HKEY_LOCAL_MACHINE\SOFTWARE\Policies\Microsoft\Windows\WindowsUpdate\AU


------------
Sicherheitscenter: Option Automatisch grau unterlegt und kann nicht ausgewählt werden. Zurzeit ist die option Updates downloaden, Installationszeitpunkt manuell festlegen.

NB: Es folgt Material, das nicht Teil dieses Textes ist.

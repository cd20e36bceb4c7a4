use serde::{Deserialize, Serialize};
use uuid::Uuid;

use super::asset::Asset;
use super::asset_type::{is_of_strict_type, AssetType};

/// A brokerage, bank or wallet grouping assets.
#[derive(Debug, Clone, PartialEq, Serialize, Deserialize)]
pub struct Account {
    pub id: Uuid,
    pub description: String,
    pub assets: Vec<Asset>,
}

impl Account {
    pub fn new(description: impl Into<String>) -> Self {
        Self {
            id: Uuid::new_v4(),
            description: description.into(),
            assets: Vec::new(),
        }
    }

    pub fn with_assets(description: impl Into<String>, assets: Vec<Asset>) -> Self {
        Self {
            assets,
            ..Self::new(description)
        }
    }

    pub fn asset(&self, asset_id: Uuid) -> Option<&Asset> {
        self.assets.iter().find(|a| a.id == asset_id)
    }

    pub fn asset_mut(&mut self, asset_id: Uuid) -> Option<&mut Asset> {
        self.assets.iter_mut().find(|a| a.id == asset_id)
    }

    /// Cash assets held in `currency`.
    pub fn cash_assets_in(&self, currency: &str) -> Vec<&Asset> {
        self.assets
            .iter()
            .filter(|a| is_of_strict_type(a.asset_type, AssetType::CASH))
            .filter(|a| a.currency.eq_ignore_ascii_case(currency))
            .collect()
    }
}

/// Find the cash asset that settles cash flows of `asset`.
///
/// An explicit `cash_asset_id` wins. Otherwise the account must hold exactly
/// one cash asset in the asset's currency; zero or several is ambiguous and
/// yields `None`.
pub fn resolve_cash_asset(account: &Account, asset: &Asset) -> Option<Uuid> {
    if let Some(id) = asset.cash_asset_id {
        if account.asset(id).is_some() {
            return Some(id);
        }
    }
    match account.cash_assets_in(&asset.currency).as_slice() {
        [only] => Some(only.id),
        _ => None,
    }
}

Änderung, wie gesagt nicht möglich!

#10 Oeffne die Registry
Start - Ausfuehren - regedit

klicke dich durch zum Schluessel:

HKEY_LOCAL_MACHINE\SOFTWARE\Policies\Microsoft\Windows\WindowsUpdate\AU

oben links: import anklicken, dann suche die fixme.reg und klicke "oeffnen" - die regdatei wird in die Registry uebertragen werden.

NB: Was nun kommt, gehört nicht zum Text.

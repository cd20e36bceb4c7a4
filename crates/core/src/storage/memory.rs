//! In-memory store, used by tests and as the engine's default backend.

use async_trait::async_trait;
use tokio::sync::{broadcast, Mutex};

use crate::errors::CoreError;
use crate::models::account::Account;
use crate::models::history::PortfolioHistory;
use crate::models::notification::Notification;
use crate::models::recurring::RecurringTransaction;
use crate::models::settings::PortfolioConfig;
use crate::models::transaction::Transaction;

use super::snapshot::PortfolioSnapshot;
use super::traits::{ChangeOrigin, PortfolioStore, StoreChange, StoreOp};

const CHANGE_CHANNEL_CAPACITY: usize = 256;

pub struct MemoryStore {
    state: Mutex<PortfolioSnapshot>,
    changes: broadcast::Sender<StoreChange>,
}

impl MemoryStore {
    pub fn new() -> Self {
        Self::from_snapshot(PortfolioSnapshot::default())
    }

    pub fn from_snapshot(snapshot: PortfolioSnapshot) -> Self {
        let (changes, _) = broadcast::channel(CHANGE_CHANNEL_CAPACITY);
        Self {
            state: Mutex::new(snapshot),
            changes,
        }
    }

    pub fn from_bytes(data: &[u8]) -> Result<Self, CoreError> {
        Ok(Self::from_snapshot(PortfolioSnapshot::from_bytes(data)?))
    }

    pub async fn snapshot(&self) -> PortfolioSnapshot {
        self.state.lock().await.clone()
    }

    pub async fn to_bytes(&self) -> Result<Vec<u8>, CoreError> {
        self.state.lock().await.to_bytes()
    }

    /// Replace the whole state, e.g. after loading from disk.
    pub async fn restore(&self, snapshot: PortfolioSnapshot) {
        *self.state.lock().await = snapshot;
    }

    /// Apply ops that arrived from another device.
    pub async fn commit_remote(&self, ops: Vec<StoreOp>) -> Result<(), CoreError> {
        self.apply(ops, ChangeOrigin::Remote).await
    }

    async fn apply(&self, ops: Vec<StoreOp>, origin: ChangeOrigin) -> Result<(), CoreError> {
        let mut state = self.state.lock().await;
        let mut next = state.clone();
        for op in &ops {
            apply_op(&mut next, op)?;
        }
        *state = next;
        drop(state);

        for op in &ops {
            // No subscribers is fine.
            let _ = self.changes.send(op.change(origin));
        }
        Ok(())
    }
}

impl Default for MemoryStore {
    fn default() -> Self {
        Self::new()
    }
}

fn apply_op(state: &mut PortfolioSnapshot, op: &StoreOp) -> Result<(), CoreError> {
    match op {
        StoreOp::PutAccount(account) => {
            match state.accounts.iter_mut().find(|a| a.id == account.id) {
                Some(slot) => *slot = account.clone(),
                None => state.accounts.push(account.clone()),
            }
        }
        StoreOp::DeleteAccount(id) => {
            let idx = state
                .accounts
                .iter()
                .position(|a| a.id == *id)
                .ok_or(CoreError::AccountNotFound(*id))?;
            state.accounts.remove(idx);
        }
        StoreOp::PutAsset { account_id, asset } => {
            let account = account_mut(state, *account_id)?;
            match account.assets.iter_mut().find(|a| a.id == asset.id) {
                Some(slot) => *slot = asset.clone(),
                None => account.assets.push(asset.clone()),
            }
        }
        StoreOp::DeleteAsset {
            account_id,
            asset_id,
        } => {
            let account = account_mut(state, *account_id)?;
            let idx = account
                .assets
                .iter()
                .position(|a| a.id == *asset_id)
                .ok_or(CoreError::AssetNotFound(*asset_id))?;
            account.assets.remove(idx);
        }
        StoreOp::AddTransaction(tx) => state.transactions.push(tx.clone()),
        StoreOp::DeleteTransaction(id) => {
            let idx = state
                .transactions
                .iter()
                .position(|t| t.id == *id)
                .ok_or(CoreError::TransactionNotFound(*id))?;
            state.transactions.remove(idx);
        }
        StoreOp::PutRecurring(rt) => {
            match state.recurring_transactions.iter_mut().find(|r| r.id == rt.id) {
                Some(slot) => *slot = rt.clone(),
                None => state.recurring_transactions.push(rt.clone()),
            }
        }
        StoreOp::DeleteRecurring(id) => {
            let idx = state
                .recurring_transactions
                .iter()
                .position(|r| r.id == *id)
                .ok_or(CoreError::RecurringTransactionNotFound(*id))?;
            state.recurring_transactions.remove(idx);
        }
        StoreOp::AddNotification(n) => state.notifications.push(n.clone()),
        StoreOp::DeleteNotification(id) => state.notifications.retain(|n| n.id != *id),
        StoreOp::PutConfig(config) => state.config = config.clone(),
        StoreOp::PutHistoryEntry(entry) => state.history.record(entry.clone()),
    }
    Ok(())
}

fn account_mut(state: &mut PortfolioSnapshot, id: uuid::Uuid) -> Result<&mut Account, CoreError> {
    state
        .accounts
        .iter_mut()
        .find(|a| a.id == id)
        .ok_or(CoreError::AccountNotFound(id))
}

#[cfg_attr(target_arch = "wasm32", async_trait(?Send))]
#[cfg_attr(not(target_arch = "wasm32"), async_trait)]
impl PortfolioStore for MemoryStore {
    async fn get_accounts(&self) -> Result<Vec<Account>, CoreError> {
        Ok(self.state.lock().await.accounts.clone())
    }

    async fn get_transactions(&self) -> Result<Vec<Transaction>, CoreError> {
        Ok(self.state.lock().await.transactions.clone())
    }

    async fn get_recurring_transactions(&self) -> Result<Vec<RecurringTransaction>, CoreError> {
        Ok(self.state.lock().await.recurring_transactions.clone())
    }

    async fn get_notifications(&self) -> Result<Vec<Notification>, CoreError> {
        Ok(self.state.lock().await.notifications.clone())
    }

    async fn get_config(&self) -> Result<PortfolioConfig, CoreError> {
        Ok(self.state.lock().await.config.clone())
    }

    async fn get_history(&self) -> Result<PortfolioHistory, CoreError> {
        Ok(self.state.lock().await.history.clone())
    }

    async fn commit(&self, ops: Vec<StoreOp>) -> Result<(), CoreError> {
        self.apply(ops, ChangeOrigin::Local).await
    }

    fn subscribe(&self) -> broadcast::Receiver<StoreChange> {
        self.changes.subscribe()
    }
}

dann starte den rechner neu und wende noch mal update.bat an
__________
MfG Sabina

rund um die PC-Sicherheit

#11 Durchgeführt, Regquery.txt:


! REG.EXE VERSION 3.0

HKEY_LOCAL_MACHINE\SOFTWARE\Policies\Microsoft\Windows\WindowsUpdate

HKEY_LOCAL_MACHINE\SOFTWARE\Policies\Microsoft\Windows\WindowsUpdate\AU

#12 mache alles noch mal von vorn, benenne die reg-Datei in import.reg
(siehe unten auf der Seite)
http://virus-protect.org/artikel/spyware/warezov_remove.html
__________
MfG Sabina

rund um die PC-Sicherheit

#13 Mmmhhh... habe ich gemacht, aber die Regquery.txt sieht gleich aus:


! REG.EXE VERSION 3.0

HKEY_LOCAL_MACHINE\SOFTWARE\Policies\Microsoft\Windows\WindowsUpdate

HKEY_LOCAL_MACHINE\SOFTWARE\Policies\Microsoft\Windows\WindowsUpdate\AU

#14 gehe in die registry
Start - Ausfuehren - regedit
klicke dich durch zum Schluessel

HKEY_LOCAL_MACHINE\SOFTWARE\Policies\Microsoft\Windows\WindowsUpdate\AU

und berichte, ob die Daten, die du importieren solltest - vorhanden sind



du kannst auch oben links auf "exportieren" klicken und die Datei als txt-Datei abspeichern und den Text hier posten
__________
MfG Sabina

rund um die PC-Sicherheit

#15 Windows Registry Editor Version 5.00

[HKEY_LOCAL_MACHINE\SOFTWARE\Policies\Microsoft\Windows\WindowsUpdate\AU]
"NoAutoUpdate"=dword:00000000
"AUOptions"=dword:00000003
"ScheduledInstallDay"=dword:00000000
"ScheduledInstallTime"=dword:00000011
"RescheduleWaitTime"=dword:00000003
"NoAutoRebootWithLoggedOnUsers"=dword:00000001
"UseWUServer"=dword:00000001

Also, ist alles soweit wohl vorhanden!